First of all, we want to make sure that you don't injure your partner if they are already feeling emotionally distant, so do a self check-in with yourself before you even approach to ensure that you are not emotionally charged or feeling tension towards your partner. Make sure you have the ability to approach with empathy and ask them if there is something they may need from you that hasn't been provided. The important part is to listen in a way that you are hearing their experience, and not to instantly personalize it to you. Our partners often deal with external stressors and then feel distant if they don't feel heard or understood, and it may have nothing to do with anything you've done.
How to approach your partner
Approaching your partner gently to say that you've noticed that they may be pulling away from you, and you are wondering how you can support them in whatever they may need may be a great way to approach them. Your partner may not have the words to express themselves, so be patient in allowing them space to be able to put together their thoughts together so they can vocalize their experience.

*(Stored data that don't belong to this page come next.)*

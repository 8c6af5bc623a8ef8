//! ctx-engine: semantic code context engine
//!
//! Indexes a TypeScript/JavaScript project into an embedding-backed file
//! index plus a symbol-level dependency graph, then assembles ranked,
//! token-budgeted context for free-text queries.
//!
//! The pipeline: [`workspace`] enumerates indexable files, [`indexer`]
//! diffs them against the previous pass and embeds what changed through
//! [`embedding`], [`analyze`] extracts symbols and imports with
//! tree-sitter, [`graph`] wires the import edges, and [`context`] ranks
//! and budgets the final selection. [`service::IndexService`] owns all of
//! it behind one handle.
//!
//! # Example
//!
//! ```ignore
//! use ctx_engine::context::ContextOptions;
//! use ctx_engine::service::IndexService;
//! use ctx_engine::workspace::OsWorkspace;
//!
//! let service = IndexService::offline();
//! service.reindex(&OsWorkspace::new("path/to/project"), None)?;
//!
//! let entries = service.query("explain parseConfig", None, &ContextOptions::default());
//! for entry in entries {
//!     println!("{} ({:.2}): {}", entry.path, entry.score, entry.reason);
//! }
//! ```

pub mod analyze;
pub mod cache;
pub mod cli;
pub mod context;
pub mod embedding;
pub mod error;
pub mod graph;
pub mod hash;
pub mod indexer;
pub mod lang;
pub mod schema;
pub mod service;
pub mod workspace;

// Re-export commonly used types
pub use analyze::analyze;
pub use cache::CacheStore;
pub use context::{ContextAssembler, ContextOptions};
pub use embedding::{cosine_similarity, EmbeddingBackend, EmbeddingService};
pub use error::{CtxError, Result};
pub use graph::DependencyGraph;
pub use indexer::{IncrementalIndexer, IndexOutcome};
pub use lang::Lang;
pub use schema::{
    ContextEntry, ExportInfo, FileAnalysis, FileMetadata, FileRecord, ImportInfo, Symbol,
    SymbolKind,
};
pub use service::IndexService;
pub use workspace::{OsWorkspace, Workspace};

If this is an ongoing experience that you have been having with your partner, it may be best to seek out the help of a couples therapist that can help facilitate a deeper conversation and help you to navigate solutions.
As far as pulling back from the situation, I would recommend being aware of how you are responding to your partner and being aware if you are using critical or negative remarks, which would not be the most inviting space for your partner to feel safe, open, and honest with you.
Some possible signs to pay attention to is if your partner is responding differently to you. They may normally be quite talkative, but if they start giving you brief statements it may be a sign to pay attention to. We all respond to situations differently, but if the response is a criticism, its defensive in nature, or if they are less engaged than usual there may be an opportunity to approach your partner and to communicate your needs.